A long time ago, in a galaxy far, far away, sometime following the Battle of Endor, Han Solo and Chewbacca are traveling aboard the Millennium Falcon when they are attacked by Imperials. Forced to jump into hyperspace blind, they crash on a planet in a solar system unfamiliar to them.
After Han comments on the Endor-like terrain due to the large trees, they venture out to investigate, but Han is killed by the natives. The mourning Chewbacca leaves the Falcon to live in the forest, where the inhabitants take to calling him "Sasquatch".
126 years later, Indiana Jones and Short Round are in the Pacific Northwest searching for a creature said to roam those parts when they discover the wreckage of a craft beyond even that of Atlantis and the remains of its pilot. Indy, spooked by the familiarity of the human skeleton, decides to leave the find in peace. Outside, observing from a distant tree, Chewbacca watches over the site.
Vehicles and vesselsEdit
Behind the scenesEdit
While conceiving the story's plot, W. Haden Blackman recalled some stories involving Peter Mayhew, who played Chewbacca, during the filming of Star Wars: Episode VI Return of the Jedi. The stories claimed that Mayhew was required to be accompanied by crewmembers who wore brightly-colored vests while in the Northern California forests where Forest Moon of Endor scenes were filmed, so as not to be mistaken for Bigfoot and shot. Working from there, Blackman crafted a story that involved Han Solo and Chewbacca landing on Earth in the Pacific Northwest, Han dying, and Chewbacca being mistaken for Bigfoot while roaming the forests in the proceeding years. Taking the long life spans of Wookiees into account, he decided to have Indy discover Han's remains over 100 years later.
Into the Great Unknown is neither a part of the Indiana Jones canon nor the Star Wars canon. The title itself is a reference to Wu Han's dying words to Indiana Jones after being shot by Chen at Club Obi Wan in the opening sequence of Indiana Jones and the Temple of Doom.
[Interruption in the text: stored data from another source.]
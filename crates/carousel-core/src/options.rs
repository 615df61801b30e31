//! Carousel configuration and validation.
//!
//! # Design
//! - Options are fixed at construction; the controller never mutates them.
//! - The JSON form mirrors the option bag accepted by the page bootstrap
//!   (`slidesToScroll`, `slidesVisible`, `loop`, `infinite`, `pagination`,
//!   `navigation`), with missing fields falling back to defaults.

use serde::Deserialize;

use crate::error::CarouselError;

/// Behaviour switches and slide counts for a carousel.
#[derive(Clone, Copy, Debug, PartialEq, Eq, Deserialize)]
#[serde(default, rename_all = "camelCase", deny_unknown_fields)]
pub struct CarouselOptions {
    /// Number of slides moved by `next`/`prev`.
    pub slides_to_scroll: usize,
    /// Number of slides visible at once.
    pub slides_visible: usize,
    /// Wrap around to the opposite end when running past either boundary.
    #[serde(rename = "loop")]
    pub loop_items: bool,
    /// Pad the strip with clones so scrolling appears unbounded.
    pub infinite: bool,
    /// Render one pagination button per scroll step.
    pub pagination: bool,
    /// Render previous/next buttons.
    pub navigation: bool,
}

impl Default for CarouselOptions {
    fn default() -> Self {
        Self::new()
    }
}

impl CarouselOptions {
    /// Default options: one slide visible, one per step, navigation only.
    #[must_use]
    pub const fn new() -> Self {
        Self {
            slides_to_scroll: 1,
            slides_visible: 1,
            loop_items: false,
            infinite: false,
            pagination: false,
            navigation: true,
        }
    }

    /// Set the number of slides moved per step.
    #[must_use]
    pub const fn with_slides_to_scroll(mut self, slides: usize) -> Self {
        self.slides_to_scroll = slides;
        self
    }

    /// Set the number of visible slides.
    #[must_use]
    pub const fn with_slides_visible(mut self, slides: usize) -> Self {
        self.slides_visible = slides;
        self
    }

    /// Toggle loop mode.
    #[must_use]
    pub const fn with_loop(mut self, enabled: bool) -> Self {
        self.loop_items = enabled;
        self
    }

    /// Toggle infinite mode.
    #[must_use]
    pub const fn with_infinite(mut self, enabled: bool) -> Self {
        self.infinite = enabled;
        self
    }

    /// Toggle pagination controls.
    #[must_use]
    pub const fn with_pagination(mut self, enabled: bool) -> Self {
        self.pagination = enabled;
        self
    }

    /// Toggle previous/next controls.
    #[must_use]
    pub const fn with_navigation(mut self, enabled: bool) -> Self {
        self.navigation = enabled;
        self
    }

    /// Check option invariants before any structure is built.
    ///
    /// # Errors
    /// Returns [`CarouselError::LoopAndInfinite`] when both wrap modes are
    /// enabled, or [`CarouselError::InvalidOption`] when a slide count is zero.
    pub fn validate(&self) -> Result<(), CarouselError> {
        if self.loop_items && self.infinite {
            return Err(CarouselError::LoopAndInfinite);
        }
        if self.slides_to_scroll == 0 {
            return Err(CarouselError::InvalidOption {
                field: "slidesToScroll",
                message: "must be at least 1".to_string(),
            });
        }
        if self.slides_visible == 0 {
            return Err(CarouselError::InvalidOption {
                field: "slidesVisible",
                message: "must be at least 1".to_string(),
            });
        }
        Ok(())
    }

    /// Number of clones added on each side of the strip in infinite mode.
    #[must_use]
    pub const fn infinite_offset(&self) -> usize {
        if self.infinite {
            self.slides_visible + self.slides_to_scroll
        } else {
            0
        }
    }
}
//! `web-sys` implementation of the carousel host surface.

use carousel_core::host::Handler;
use carousel_core::{EventKind, HostError, HostEvent, HostSurface, ListenTarget};
use gloo::console;
use gloo::events::EventListener;
use wasm_bindgen::{JsCast, JsValue};
use web_sys::{Document, Element, Event, HtmlElement, KeyboardEvent, Window};

/// Host surface backed by the page's window and document.
#[derive(Clone, Debug)]
pub struct DomHost {
    window: Window,
    document: Document,
}

impl DomHost {
    /// Bind to the current window and document.
    #[must_use]
    pub fn new() -> Self {
        Self {
            window: gloo::utils::window(),
            document: gloo::utils::document(),
        }
    }

    /// Document the host creates elements in.
    #[must_use]
    pub const fn document(&self) -> &Document {
        &self.document
    }
}

impl Default for DomHost {
    fn default() -> Self {
        Self::new()
    }
}

impl HostSurface for DomHost {
    type Node = Element;
    type Listener = EventListener;

    fn children(&self, node: &Element) -> Vec<Element> {
        let collection = node.children();
        (0..collection.length())
            .filter_map(|index| collection.item(index))
            .collect()
    }

    fn create_div(&self, class: &str) -> Result<Element, HostError> {
        let div = self
            .document
            .create_element("div")
            .map_err(|err| host_error("create_div", &err))?;
        div.set_attribute("class", class)
            .map_err(|err| host_error("create_div", &err))?;
        Ok(div)
    }

    fn append_child(&self, parent: &Element, child: &Element) -> Result<(), HostError> {
        parent
            .append_child(child)
            .map(|_| ())
            .map_err(|err| host_error("append_child", &err))
    }

    fn clone_node(&self, node: &Element) -> Result<Element, HostError> {
        node.clone_node_with_deep(true)
            .map_err(|err| host_error("clone_node", &err))?
            .dyn_into::<Element>()
            .map_err(|_| HostError::new("clone_node", "clone is not an element"))
    }

    fn set_attribute(&self, node: &Element, name: &str, value: &str) -> Result<(), HostError> {
        node.set_attribute(name, value)
            .map_err(|err| host_error("set_attribute", &err))
    }

    fn set_style(&self, node: &Element, property: &str, value: &str) {
        let Some(html) = node.dyn_ref::<HtmlElement>() else {
            return;
        };
        if let Err(err) = html.style().set_property(property, value) {
            console::error!("carousel style write failed", property, err);
        }
    }

    fn toggle_class(&self, node: &Element, class: &str, on: bool) {
        if let Err(err) = node.class_list().toggle_with_force(class, on) {
            console::error!("carousel class toggle failed", class, err);
        }
    }

    fn flush_layout(&self, node: &Element) {
        if let Some(html) = node.dyn_ref::<HtmlElement>() {
            // reading a layout property forces a synchronous reflow
            let _ = html.offset_left();
        }
    }

    fn viewport_width(&self) -> f64 {
        self.window
            .inner_width()
            .ok()
            .and_then(|width| width.as_f64())
            .unwrap_or_default()
    }

    fn listen(
        &self,
        target: ListenTarget<'_, Element>,
        kind: EventKind,
        mut handler: Handler,
    ) -> EventListener {
        let event_type = match kind {
            EventKind::Click => "click",
            EventKind::KeyUp => "keyup",
            EventKind::Resize => "resize",
            EventKind::TransitionEnd => "transitionend",
        };
        let callback = move |event: &Event| {
            let payload = match kind {
                EventKind::Click => HostEvent::Click,
                EventKind::KeyUp => HostEvent::KeyUp {
                    key: event
                        .dyn_ref::<KeyboardEvent>()
                        .map(KeyboardEvent::key)
                        .unwrap_or_default(),
                },
                EventKind::Resize => HostEvent::Resize,
                EventKind::TransitionEnd => HostEvent::TransitionEnd,
            };
            handler(payload);
        };
        match target {
            ListenTarget::Viewport => EventListener::new(&self.window, event_type, callback),
            ListenTarget::Node(node) => EventListener::new(node, event_type, callback),
        }
    }
}

fn host_error(operation: &'static str, err: &JsValue) -> HostError {
    HostError::new(operation, format!("{err:?}"))
}
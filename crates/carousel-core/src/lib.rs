#![forbid(unsafe_code)]
#![deny(
    warnings,
    dead_code,
    unused,
    unused_imports,
    unused_must_use,
    unreachable_pub,
    clippy::all,
    clippy::pedantic,
    clippy::cargo,
    clippy::nursery,
    rustdoc::broken_intra_doc_links,
    rustdoc::bare_urls,
    missing_docs
)]
#![allow(clippy::module_name_repetitions)]
#![allow(clippy::multiple_crate_versions)]
#![allow(clippy::cargo_common_metadata)]
//! DOM-free carousel controller.
//!
//! The controller turns a container's children into a horizontally sliding
//! strip, keeps a single current-index register, and fans index changes out
//! to registered observers. Everything that touches a rendering environment
//! goes through [`HostSurface`], so the index math and boundary policy run
//! (and are tested) on native targets.

pub mod breakpoints;
pub mod carousel;
pub mod error;
pub mod host;
pub mod layout;
pub mod navigation;
pub mod observers;
pub mod options;

pub use breakpoints::{EffectiveSlides, MOBILE_MAX_WIDTH, ViewportMode};
pub use carousel::{Carousel, Transition, class};
pub use error::{CarouselError, HostError};
pub use host::{EventKind, HostEvent, HostSurface, ListenTarget};
pub use navigation::Direction;
pub use observers::{MoveObservers, SubscriptionId};
pub use options::CarouselOptions;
Indy's mention of Atlantis implies that the story takes place after the game Indiana Jones and the Fate of Atlantis, set in 1939, while Han's mention of the Forest Moon of Endor suggests the story takes place after Return of the Jedi. Such a timeframe would place the events of the Star Wars saga as occuring around the 1800s. In answering a fan question about the timing of the story, W. Haden Blackman replied that no exact date was given because it was just a story for the non-canonical Star Wars Infinities comic book label but added that in the timeframe of Indiana Jones, the story has happen to seven or eight years after Temple of Doom, setting it around 1942/1943 (which in turn would set the story in the Star Wars timeline around 1816/1817).
Some fans have speculated that the story suggests that Indiana Jones is Han Solo reincarnated, though Blackman has subsequently stated that that was not his intent.
- "The lost Indiana Jones–Star Wars crossover was really depressing."
- ―Cyriaque Lamar of io9.com[src]
"Into the Great Unknown" has received significant attention because of its status as an story merging the franchises of Indiana Jones and Star Wars. In 2008, W. Haden Blackman told Frank DiaGacomo from Vanity Fair that he considers "Into the Great Unknown" one of the most fun Star Wars stories he had ever written. In 2011, Cyriaque Lamar from io9 wrote an article about the story, highlighting its depressing nature in his opinion. Despite the reputation of "Into the Great Unknown" as the first officially-licensed work by Lucasfilm Ltd. to include both of Harrison Ford's most iconic roles, Blackman is unaware whether George Lucas knows about the story's existence or not.